Where O'Reilly goofed in Obama Interview

Conservatives need to firm up their jaw.  All you have to do in order to see the problem is to watch the Quayle-Bentsen debate in 1988.  It's a long term problem and it doesn't seem to go away.  The guy on the left says something, and the guy on the so-called right is like a deer in the headlights---struck dumb.

It continued with the O'Reilly interview, when Obama claimed that there wasn't a smidgeon of corruption at the IRS.  If so, why does Lois Lerner take the Fifth?  Instead of asking this question, O'Reilly lets it slide.  Thus he enables the lie to take hold, and gives it legitimacy.  This is the kind of thing that Solzhenitsyn warned about.  Angelo Codevilla, in his latest piece, Live Not by Lies, quotes him on this crucial point:
“the simplest and most accessible key to our self-neglected liberation lies right here: Personal non-participation in lies.
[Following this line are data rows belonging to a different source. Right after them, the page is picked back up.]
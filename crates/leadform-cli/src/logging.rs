use std::fs::OpenOptions;
use std::io::{self, Write};
use std::path::Path;
use std::sync::{Arc, Mutex};

use tracing_subscriber::EnvFilter;
use tracing_subscriber::fmt::time::UtcTime;
use tracing_subscriber::fmt::writer::BoxMakeWriter;
use tracing_subscriber::prelude::*;

use crate::{CliError, CliResult};

/// Human-readable logs on stderr, plus JSON lines appended to `json_file`.
pub fn init_logging(filter: &str, json_file: Option<&Path>) -> CliResult<()> {
    let env_filter =
        EnvFilter::try_from_default_env().or_else(|_| EnvFilter::try_new(filter))
            .map_err(|err| CliError::Logging(err.to_string()))?;

    let stderr_layer = tracing_subscriber::fmt::layer()
        .with_writer(io::stderr)
        .with_target(false);

    let json_layer = match json_file {
        Some(path) => {
            let file = OpenOptions::new().create(true).append(true).open(path)?;
            let file = Arc::new(Mutex::new(file));
            let make_writer = BoxMakeWriter::new(move || SharedWriter {
                file: Arc::clone(&file),
            });
            Some(
                tracing_subscriber::fmt::layer()
                    .json()
                    .with_timer(UtcTime::rfc_3339())
                    .with_writer(make_writer),
            )
        }
        None => None,
    };

    tracing_subscriber::registry()
        .with(env_filter)
        .with(stderr_layer)
        .with(json_layer)
        .try_init()
        .map_err(|err| CliError::Logging(err.to_string()))?;

    Ok(())
}

struct SharedWriter {
    file: Arc<Mutex<std::fs::File>>,
}

impl Write for SharedWriter {
    fn write(&mut self, buf: &[u8]) -> io::Result<usize> {
        let mut file = self
            .file
            .lock()
            .map_err(|_| io::Error::other("failed to lock log file"))?;
        file.write(buf)
    }

    fn flush(&mut self) -> io::Result<()> {
        let mut file = self
            .file
            .lock()
            .map_err(|_| io::Error::other("failed to lock log file"))?;
        file.flush()
    }
}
Though lies conceal everything, though lies embrace everything, but not with any help from me.” The lies that hold up corrupt regimes, he noted, like infections, “can exist only in a living organism.” Hence whoever will live in freedom “will immediately walk out of a meeting, session, lecture, performance or film showing if he hears a speaker tell lies, or purvey ideological nonsense or shameless propaganda.”---Live Not by Lies
 There is an infection all right.  If you check out Barnhardt again, you see a career military man give it all up because he saw something that wasn't right.  He says that all too many people think that whatever the government does is legal.
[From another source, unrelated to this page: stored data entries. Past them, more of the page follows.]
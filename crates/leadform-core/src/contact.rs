//! Contact mode switching for a single form.

use tracing::debug;

use crate::dom::{FieldSelector, Form, FormId, InputType, classes};
use crate::mask::MaskController;
use crate::mode::ContactMode;

pub const CAPTION_UNSET: &str = "Phone/Email";
pub const CAPTION_PHONE: &str = "Phone";
pub const CAPTION_EMAIL: &str = "Email";

/// Apply `mode` to the form's contact controls in one step.
///
/// The phone mask is detached and the phone value cleared first, whatever the
/// target mode. Afterwards exactly one of phone/email is visible and enabled,
/// and the mask is attached only for an active phone mode.
pub fn set_contact_mode(form: &mut Form, id: FormId, mode: ContactMode, mask: &mut MaskController) {
    mask.detach();
    if let Some(phone) = form.control_mut(classes::PHONE) {
        phone.value.clear();
        phone.filled = false;
    }
    if let Some(email) = form.control_mut(classes::EMAIL) {
        email.filled = false;
    }
    if let Some(group) = form.contact_group.as_mut() {
        group.filled = false;
    }

    if !mode.is_active() {
        if let Some(group) = form.contact_group.as_mut() {
            group.hidden = true;
            group.caption = CAPTION_UNSET.to_string();
        }
        form.selector_widened = true;
        if let Some(email) = form.control_mut(classes::EMAIL) {
            email.hidden = true;
            email.disabled = true;
        }
        if let Some(phone) = form.control_mut(classes::PHONE) {
            phone.hidden = false;
            phone.disabled = false;
        }
        debug!(event = "contact_mode_unset", form = %id);
        return;
    }

    if let Some(group) = form.contact_group.as_mut() {
        group.hidden = false;
    }
    form.selector_widened = false;

    let (shown, hidden, input_type, caption) = match mode {
        ContactMode::Email => (classes::EMAIL, classes::PHONE, InputType::Email, CAPTION_EMAIL),
        _ => (classes::PHONE, classes::EMAIL, InputType::Text, CAPTION_PHONE),
    };

    if let Some(control) = form.control_mut(hidden) {
        control.hidden = true;
        control.disabled = true;
    }
    if let Some(control) = form.control_mut(shown) {
        control.hidden = false;
        control.disabled = false;
        control.value.clear();
        control.input_type = input_type;
    }
    if let Some(group) = form.contact_group.as_mut() {
        group.caption = caption.to_string();
    }

    if mode == ContactMode::Tel && form.has_control(classes::PHONE) {
        mask.attach(FieldSelector::new(id, classes::PHONE));
    }
    debug!(event = "contact_mode_set", form = %id, mode = %mode);
}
I had a similar thought recently to what that military man said in that piece.  People are confusing the office holder with the office.  The Constitution is sovereign, not the office holders who hold the office that the Constitution and the laws that were created under it made possible.  By criticizing office holders, we are not committing treason.  But rather, the office holders are the ones committing treason by failing to honor the oath by which made their office possible.  "The King can do no wrong" is worthy only of a King, of which the Constitution expressly forbids.  All men are subject to the law in a Republic.  "No man is above the law" we were told during the Watergate Crisis.  Somehow, that only applies to Republicans.
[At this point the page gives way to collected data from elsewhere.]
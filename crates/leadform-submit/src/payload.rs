use leadform_core::Form;
use serde::Serialize;

/// Serialized form contents, in document order.
///
/// Disabled controls are left out, as a browser would when building form data.
#[derive(Debug, Clone, Default, PartialEq, Eq, Serialize)]
pub struct FormPayload {
    fields: Vec<(String, String)>,
}

impl FormPayload {
    pub fn from_form(form: &Form) -> Self {
        let fields = form
            .controls
            .iter()
            .filter(|control| !control.disabled)
            .map(|control| (control.field_name().to_string(), control.value.clone()))
            .collect();
        Self { fields }
    }

    pub fn get(&self, name: &str) -> Option<&str> {
        self.fields
            .iter()
            .find(|(key, _)| key == name)
            .map(|(_, value)| value.as_str())
    }

    pub fn fields(&self) -> &[(String, String)] {
        &self.fields
    }

    pub fn len(&self) -> usize {
        self.fields.len()
    }

    pub fn is_empty(&self) -> bool {
        self.fields.is_empty()
    }

    /// Multipart body for the wire.
    pub fn to_multipart(&self) -> reqwest::multipart::Form {
        self.fields
            .iter()
            .fold(reqwest::multipart::Form::new(), |body, (name, value)| {
                body.text(name.clone(), value.clone())
            })
    }
}

impl FromIterator<(String, String)> for FormPayload {
    fn from_iter<T: IntoIterator<Item = (String, String)>>(iter: T) -> Self {
        Self {
            fields: iter.into_iter().collect(),
        }
    }
}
Asked what kind of government they created at the Constitutional Convention, Benjamin Franklin replied "A republic, if you can keep it."  Perhaps this is how republics are lost.

Update:

Gingrich made the same kind of mistake in his debate for the GOP against Romney.  Romney just flat out lied when he said that a moon base would cost a trillion dollars.  I pointed that out, and besides me, Spudis had an estimate from NASA at Marshall that a lunar refueling station would cost less than a $100 billion.

It's not a partisan thing necessarily. It's a preparation thing.  If Gingrich had been better prepared, he could have knocked down what Romney said.  Instead, Romney made Gingrich look foolish.  Gingrich lost the debate, but we all lose when a lie is allowed to become the established wisdom.